Collected data:
Segment Open

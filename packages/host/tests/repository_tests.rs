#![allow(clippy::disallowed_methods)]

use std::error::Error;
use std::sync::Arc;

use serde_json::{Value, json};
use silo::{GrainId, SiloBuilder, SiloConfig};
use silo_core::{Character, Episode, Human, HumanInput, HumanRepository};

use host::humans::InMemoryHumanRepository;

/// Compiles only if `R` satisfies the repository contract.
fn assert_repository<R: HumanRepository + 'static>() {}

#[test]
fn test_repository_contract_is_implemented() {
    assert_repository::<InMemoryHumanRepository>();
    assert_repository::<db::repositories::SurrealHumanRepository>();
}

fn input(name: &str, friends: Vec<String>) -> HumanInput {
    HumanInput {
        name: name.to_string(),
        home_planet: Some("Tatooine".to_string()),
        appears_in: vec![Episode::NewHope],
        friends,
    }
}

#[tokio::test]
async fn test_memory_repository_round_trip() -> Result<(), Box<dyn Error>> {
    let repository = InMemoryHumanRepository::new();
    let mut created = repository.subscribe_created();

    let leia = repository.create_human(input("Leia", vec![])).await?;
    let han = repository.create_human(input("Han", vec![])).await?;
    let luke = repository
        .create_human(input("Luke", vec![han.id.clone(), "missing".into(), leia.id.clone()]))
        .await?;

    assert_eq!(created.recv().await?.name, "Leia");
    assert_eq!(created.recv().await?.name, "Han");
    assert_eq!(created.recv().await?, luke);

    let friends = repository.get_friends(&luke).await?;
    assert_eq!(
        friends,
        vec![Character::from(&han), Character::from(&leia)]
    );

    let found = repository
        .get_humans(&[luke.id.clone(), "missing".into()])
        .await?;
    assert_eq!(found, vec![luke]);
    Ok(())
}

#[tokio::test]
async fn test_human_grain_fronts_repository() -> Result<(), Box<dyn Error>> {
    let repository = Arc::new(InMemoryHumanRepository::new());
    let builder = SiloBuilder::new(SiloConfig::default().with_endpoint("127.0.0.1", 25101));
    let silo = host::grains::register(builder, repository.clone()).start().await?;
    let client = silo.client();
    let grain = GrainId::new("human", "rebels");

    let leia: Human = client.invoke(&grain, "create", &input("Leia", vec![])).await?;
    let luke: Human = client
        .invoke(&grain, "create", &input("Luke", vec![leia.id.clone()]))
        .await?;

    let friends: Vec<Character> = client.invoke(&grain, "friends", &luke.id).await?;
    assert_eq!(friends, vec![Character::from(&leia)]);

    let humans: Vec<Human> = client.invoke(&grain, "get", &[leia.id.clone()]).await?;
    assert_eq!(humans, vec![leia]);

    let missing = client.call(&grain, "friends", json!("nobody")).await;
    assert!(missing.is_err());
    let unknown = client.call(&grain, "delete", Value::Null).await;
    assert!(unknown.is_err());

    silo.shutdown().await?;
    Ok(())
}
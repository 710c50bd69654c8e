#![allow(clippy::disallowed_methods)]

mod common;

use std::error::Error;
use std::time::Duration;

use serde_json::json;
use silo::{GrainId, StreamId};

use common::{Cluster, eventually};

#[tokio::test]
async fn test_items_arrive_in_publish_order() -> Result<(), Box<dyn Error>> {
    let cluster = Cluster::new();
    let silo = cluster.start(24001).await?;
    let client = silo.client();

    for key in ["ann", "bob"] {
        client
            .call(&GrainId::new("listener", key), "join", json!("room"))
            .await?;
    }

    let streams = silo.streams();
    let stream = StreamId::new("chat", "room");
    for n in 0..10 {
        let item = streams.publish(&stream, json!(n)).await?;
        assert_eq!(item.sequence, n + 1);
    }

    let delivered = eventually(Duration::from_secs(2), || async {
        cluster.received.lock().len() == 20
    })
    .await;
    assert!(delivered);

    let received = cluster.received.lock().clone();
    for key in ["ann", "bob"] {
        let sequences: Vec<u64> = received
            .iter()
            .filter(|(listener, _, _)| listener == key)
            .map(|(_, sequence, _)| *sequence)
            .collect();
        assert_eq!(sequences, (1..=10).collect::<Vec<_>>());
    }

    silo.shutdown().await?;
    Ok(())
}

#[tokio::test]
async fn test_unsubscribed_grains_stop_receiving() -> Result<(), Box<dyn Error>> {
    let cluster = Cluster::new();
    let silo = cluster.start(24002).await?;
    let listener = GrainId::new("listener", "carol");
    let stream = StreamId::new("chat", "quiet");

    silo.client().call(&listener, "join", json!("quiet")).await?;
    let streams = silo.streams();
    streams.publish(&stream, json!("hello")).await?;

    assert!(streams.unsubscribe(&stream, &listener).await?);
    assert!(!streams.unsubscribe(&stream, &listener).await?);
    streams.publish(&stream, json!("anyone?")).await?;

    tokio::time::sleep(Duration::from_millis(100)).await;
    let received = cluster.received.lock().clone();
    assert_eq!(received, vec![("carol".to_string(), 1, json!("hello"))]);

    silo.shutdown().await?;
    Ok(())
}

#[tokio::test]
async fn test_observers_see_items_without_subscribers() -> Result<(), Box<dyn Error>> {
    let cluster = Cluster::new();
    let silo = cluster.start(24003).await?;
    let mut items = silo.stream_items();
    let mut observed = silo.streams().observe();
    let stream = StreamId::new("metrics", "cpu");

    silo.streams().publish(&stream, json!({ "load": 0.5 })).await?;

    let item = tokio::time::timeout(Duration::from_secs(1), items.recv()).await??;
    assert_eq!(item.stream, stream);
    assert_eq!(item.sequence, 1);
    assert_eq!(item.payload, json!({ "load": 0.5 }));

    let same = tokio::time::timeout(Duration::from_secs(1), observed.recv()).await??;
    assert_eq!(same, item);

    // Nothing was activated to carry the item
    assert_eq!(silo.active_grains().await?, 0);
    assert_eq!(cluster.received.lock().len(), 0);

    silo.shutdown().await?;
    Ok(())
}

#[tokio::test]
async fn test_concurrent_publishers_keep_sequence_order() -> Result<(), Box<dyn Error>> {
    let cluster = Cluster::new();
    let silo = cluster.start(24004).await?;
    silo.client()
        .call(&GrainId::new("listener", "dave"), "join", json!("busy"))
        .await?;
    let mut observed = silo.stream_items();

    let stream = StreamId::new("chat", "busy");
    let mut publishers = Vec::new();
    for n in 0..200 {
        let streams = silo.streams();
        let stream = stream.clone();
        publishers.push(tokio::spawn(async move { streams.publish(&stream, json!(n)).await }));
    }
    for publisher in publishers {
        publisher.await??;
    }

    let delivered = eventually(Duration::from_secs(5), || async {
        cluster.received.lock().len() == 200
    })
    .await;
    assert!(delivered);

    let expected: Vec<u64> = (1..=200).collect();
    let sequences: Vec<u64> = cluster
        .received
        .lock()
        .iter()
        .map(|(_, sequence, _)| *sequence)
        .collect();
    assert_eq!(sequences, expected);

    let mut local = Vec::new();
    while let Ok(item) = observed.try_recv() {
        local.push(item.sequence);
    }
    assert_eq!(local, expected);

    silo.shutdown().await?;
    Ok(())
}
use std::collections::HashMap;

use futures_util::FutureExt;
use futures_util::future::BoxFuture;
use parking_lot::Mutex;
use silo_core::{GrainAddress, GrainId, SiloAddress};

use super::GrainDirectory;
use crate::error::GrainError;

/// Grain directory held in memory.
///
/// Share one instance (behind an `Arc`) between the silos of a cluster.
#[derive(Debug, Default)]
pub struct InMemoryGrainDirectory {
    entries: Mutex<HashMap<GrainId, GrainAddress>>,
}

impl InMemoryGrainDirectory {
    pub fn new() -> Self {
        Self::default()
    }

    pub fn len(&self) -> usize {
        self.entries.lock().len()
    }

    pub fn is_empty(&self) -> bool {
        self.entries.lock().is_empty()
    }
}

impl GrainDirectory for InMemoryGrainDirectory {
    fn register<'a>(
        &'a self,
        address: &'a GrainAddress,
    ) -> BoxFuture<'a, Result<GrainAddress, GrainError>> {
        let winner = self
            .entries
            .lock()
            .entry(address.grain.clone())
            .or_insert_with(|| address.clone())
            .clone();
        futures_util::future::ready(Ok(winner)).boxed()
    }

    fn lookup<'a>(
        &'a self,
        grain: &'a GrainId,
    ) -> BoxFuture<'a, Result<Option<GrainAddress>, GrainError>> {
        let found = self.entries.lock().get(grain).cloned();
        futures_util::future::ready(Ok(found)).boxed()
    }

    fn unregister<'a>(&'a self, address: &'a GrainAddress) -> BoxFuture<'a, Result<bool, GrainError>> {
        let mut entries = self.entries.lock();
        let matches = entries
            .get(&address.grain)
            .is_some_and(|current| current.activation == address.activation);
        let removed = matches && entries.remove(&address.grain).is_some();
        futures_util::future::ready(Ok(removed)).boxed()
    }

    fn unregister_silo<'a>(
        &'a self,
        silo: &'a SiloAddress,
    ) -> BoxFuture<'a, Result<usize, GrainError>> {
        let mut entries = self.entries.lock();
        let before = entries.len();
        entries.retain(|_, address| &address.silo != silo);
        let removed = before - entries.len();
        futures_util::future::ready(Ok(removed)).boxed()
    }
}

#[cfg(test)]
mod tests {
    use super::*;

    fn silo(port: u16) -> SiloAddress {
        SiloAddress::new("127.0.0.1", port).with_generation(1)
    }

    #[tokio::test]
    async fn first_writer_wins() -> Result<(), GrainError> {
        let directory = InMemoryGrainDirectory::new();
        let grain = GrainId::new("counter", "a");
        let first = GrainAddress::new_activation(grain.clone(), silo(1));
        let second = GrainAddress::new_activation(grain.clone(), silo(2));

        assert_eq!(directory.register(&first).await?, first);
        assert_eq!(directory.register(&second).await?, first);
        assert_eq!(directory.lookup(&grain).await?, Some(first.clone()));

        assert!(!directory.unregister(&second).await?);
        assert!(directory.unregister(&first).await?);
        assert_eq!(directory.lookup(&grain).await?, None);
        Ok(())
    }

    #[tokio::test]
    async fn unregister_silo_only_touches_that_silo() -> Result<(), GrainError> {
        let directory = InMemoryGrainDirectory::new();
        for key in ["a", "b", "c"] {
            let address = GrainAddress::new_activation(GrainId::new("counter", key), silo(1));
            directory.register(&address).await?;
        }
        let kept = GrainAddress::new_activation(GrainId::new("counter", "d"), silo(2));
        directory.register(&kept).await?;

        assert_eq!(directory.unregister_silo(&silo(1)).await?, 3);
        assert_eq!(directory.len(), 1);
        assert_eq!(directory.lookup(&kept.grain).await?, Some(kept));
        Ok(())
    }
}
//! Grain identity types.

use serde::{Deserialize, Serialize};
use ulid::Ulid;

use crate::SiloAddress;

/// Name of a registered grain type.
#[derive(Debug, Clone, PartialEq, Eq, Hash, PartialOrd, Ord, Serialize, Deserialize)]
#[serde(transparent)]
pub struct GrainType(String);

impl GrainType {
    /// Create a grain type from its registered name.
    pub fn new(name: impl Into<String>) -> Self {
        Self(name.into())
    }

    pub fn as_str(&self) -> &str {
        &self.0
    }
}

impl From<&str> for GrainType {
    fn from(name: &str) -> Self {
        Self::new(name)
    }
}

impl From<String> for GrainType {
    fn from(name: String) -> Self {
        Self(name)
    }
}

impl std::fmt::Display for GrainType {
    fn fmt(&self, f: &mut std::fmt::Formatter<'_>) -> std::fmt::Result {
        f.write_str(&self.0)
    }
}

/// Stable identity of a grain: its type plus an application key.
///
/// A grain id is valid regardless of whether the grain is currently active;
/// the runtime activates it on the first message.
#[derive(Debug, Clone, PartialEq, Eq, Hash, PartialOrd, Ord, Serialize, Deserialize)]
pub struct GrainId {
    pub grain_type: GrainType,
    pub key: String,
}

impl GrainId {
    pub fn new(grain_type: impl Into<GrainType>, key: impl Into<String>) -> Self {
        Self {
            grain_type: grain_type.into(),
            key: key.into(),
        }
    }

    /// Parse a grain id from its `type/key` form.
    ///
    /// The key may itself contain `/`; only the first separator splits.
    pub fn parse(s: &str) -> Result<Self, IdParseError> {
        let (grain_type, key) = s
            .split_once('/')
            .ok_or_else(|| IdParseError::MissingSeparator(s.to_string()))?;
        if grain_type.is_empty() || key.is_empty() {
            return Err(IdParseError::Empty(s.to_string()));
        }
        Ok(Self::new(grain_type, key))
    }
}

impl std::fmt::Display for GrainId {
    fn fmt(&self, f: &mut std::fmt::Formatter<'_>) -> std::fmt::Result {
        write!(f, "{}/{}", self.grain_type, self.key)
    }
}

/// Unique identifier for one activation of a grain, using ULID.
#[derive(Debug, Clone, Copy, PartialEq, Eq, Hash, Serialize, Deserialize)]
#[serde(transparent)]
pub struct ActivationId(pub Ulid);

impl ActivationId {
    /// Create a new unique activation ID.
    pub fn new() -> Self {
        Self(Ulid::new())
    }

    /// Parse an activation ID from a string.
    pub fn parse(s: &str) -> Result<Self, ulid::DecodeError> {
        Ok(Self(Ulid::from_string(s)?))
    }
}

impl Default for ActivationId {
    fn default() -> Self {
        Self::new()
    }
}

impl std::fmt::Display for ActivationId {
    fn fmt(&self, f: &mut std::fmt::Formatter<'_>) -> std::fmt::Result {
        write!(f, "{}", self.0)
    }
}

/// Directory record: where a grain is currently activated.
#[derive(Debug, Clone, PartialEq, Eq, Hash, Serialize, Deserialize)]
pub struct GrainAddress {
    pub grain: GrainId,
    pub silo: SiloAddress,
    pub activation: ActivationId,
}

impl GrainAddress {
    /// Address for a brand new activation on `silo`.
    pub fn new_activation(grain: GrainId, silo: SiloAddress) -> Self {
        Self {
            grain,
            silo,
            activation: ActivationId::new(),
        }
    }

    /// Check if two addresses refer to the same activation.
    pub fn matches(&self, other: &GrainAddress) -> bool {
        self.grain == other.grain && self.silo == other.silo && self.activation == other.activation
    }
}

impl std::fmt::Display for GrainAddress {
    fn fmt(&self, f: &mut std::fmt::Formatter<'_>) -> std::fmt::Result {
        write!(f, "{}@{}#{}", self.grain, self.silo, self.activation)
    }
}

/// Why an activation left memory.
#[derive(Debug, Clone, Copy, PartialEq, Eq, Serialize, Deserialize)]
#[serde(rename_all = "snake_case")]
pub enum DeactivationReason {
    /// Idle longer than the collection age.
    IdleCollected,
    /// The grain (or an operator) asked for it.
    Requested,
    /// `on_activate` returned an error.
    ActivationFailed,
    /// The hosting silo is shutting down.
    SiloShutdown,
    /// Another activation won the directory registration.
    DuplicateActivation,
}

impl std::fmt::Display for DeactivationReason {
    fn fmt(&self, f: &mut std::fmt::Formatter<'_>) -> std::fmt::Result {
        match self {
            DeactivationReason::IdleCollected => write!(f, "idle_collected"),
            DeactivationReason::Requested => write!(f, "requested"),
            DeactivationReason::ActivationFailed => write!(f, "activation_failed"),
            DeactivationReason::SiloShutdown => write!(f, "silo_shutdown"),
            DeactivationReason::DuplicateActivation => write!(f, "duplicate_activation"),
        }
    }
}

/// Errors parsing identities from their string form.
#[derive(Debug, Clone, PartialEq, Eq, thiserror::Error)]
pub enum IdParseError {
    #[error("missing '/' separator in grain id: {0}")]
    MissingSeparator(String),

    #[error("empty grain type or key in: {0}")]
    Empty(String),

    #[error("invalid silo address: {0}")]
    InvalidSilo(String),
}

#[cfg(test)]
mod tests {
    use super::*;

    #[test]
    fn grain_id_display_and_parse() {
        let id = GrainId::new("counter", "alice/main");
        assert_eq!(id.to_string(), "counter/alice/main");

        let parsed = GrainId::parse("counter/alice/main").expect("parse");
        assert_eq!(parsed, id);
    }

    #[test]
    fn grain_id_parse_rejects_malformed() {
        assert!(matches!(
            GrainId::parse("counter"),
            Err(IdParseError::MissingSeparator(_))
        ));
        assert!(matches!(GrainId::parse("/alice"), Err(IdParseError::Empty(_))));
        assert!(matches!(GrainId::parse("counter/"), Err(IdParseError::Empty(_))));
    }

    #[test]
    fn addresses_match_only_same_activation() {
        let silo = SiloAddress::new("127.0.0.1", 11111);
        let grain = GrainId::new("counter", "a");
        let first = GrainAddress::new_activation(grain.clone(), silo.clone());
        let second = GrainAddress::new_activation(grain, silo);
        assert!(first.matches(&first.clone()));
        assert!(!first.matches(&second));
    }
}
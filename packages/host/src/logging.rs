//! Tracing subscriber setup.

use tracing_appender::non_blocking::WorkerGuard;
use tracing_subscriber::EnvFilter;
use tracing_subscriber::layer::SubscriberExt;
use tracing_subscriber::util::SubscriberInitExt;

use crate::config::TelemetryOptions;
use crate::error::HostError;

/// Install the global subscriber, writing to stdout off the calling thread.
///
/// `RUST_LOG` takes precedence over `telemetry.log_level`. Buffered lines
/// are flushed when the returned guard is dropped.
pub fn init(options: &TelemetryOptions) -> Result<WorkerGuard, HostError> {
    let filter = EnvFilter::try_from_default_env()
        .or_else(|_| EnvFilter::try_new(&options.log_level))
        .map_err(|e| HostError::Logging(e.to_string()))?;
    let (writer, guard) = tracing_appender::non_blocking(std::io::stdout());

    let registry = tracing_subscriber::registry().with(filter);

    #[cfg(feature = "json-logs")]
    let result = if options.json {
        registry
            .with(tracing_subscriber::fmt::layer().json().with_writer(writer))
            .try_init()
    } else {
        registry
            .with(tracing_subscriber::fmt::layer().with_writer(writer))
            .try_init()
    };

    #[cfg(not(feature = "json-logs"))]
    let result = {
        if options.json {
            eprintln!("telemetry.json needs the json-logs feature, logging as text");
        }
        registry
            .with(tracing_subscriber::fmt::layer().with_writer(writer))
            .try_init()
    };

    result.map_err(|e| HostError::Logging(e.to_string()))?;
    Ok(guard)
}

Segment Closed

WORK ITEM =>
Look above for the line holding "let removed = before - entries.len();". Print it and every line after it, exactly, through the line holding "second = GrainAddress::new_activation(grain.clone(), silo(2));".

WRITTEN SOLUTION =>
        let removed = before - entries.len();
        futures_util::future::ready(Ok(removed)).boxed()
    }
}

#[cfg(test)]
mod tests {
    use super::*;

    fn silo(port: u16) -> SiloAddress {
        SiloAddress::new("127.0.0.1", port).with_generation(1)
    }

    #[tokio::test]
    async fn first_writer_wins() -> Result<(), GrainError> {
        let directory = InMemoryGrainDirectory::new();
        let grain = GrainId::new("counter", "a");
        let first = GrainAddress::new_activation(grain.clone(), silo(1));
        let second = GrainAddress::new_activation(grain.clone(), silo(2));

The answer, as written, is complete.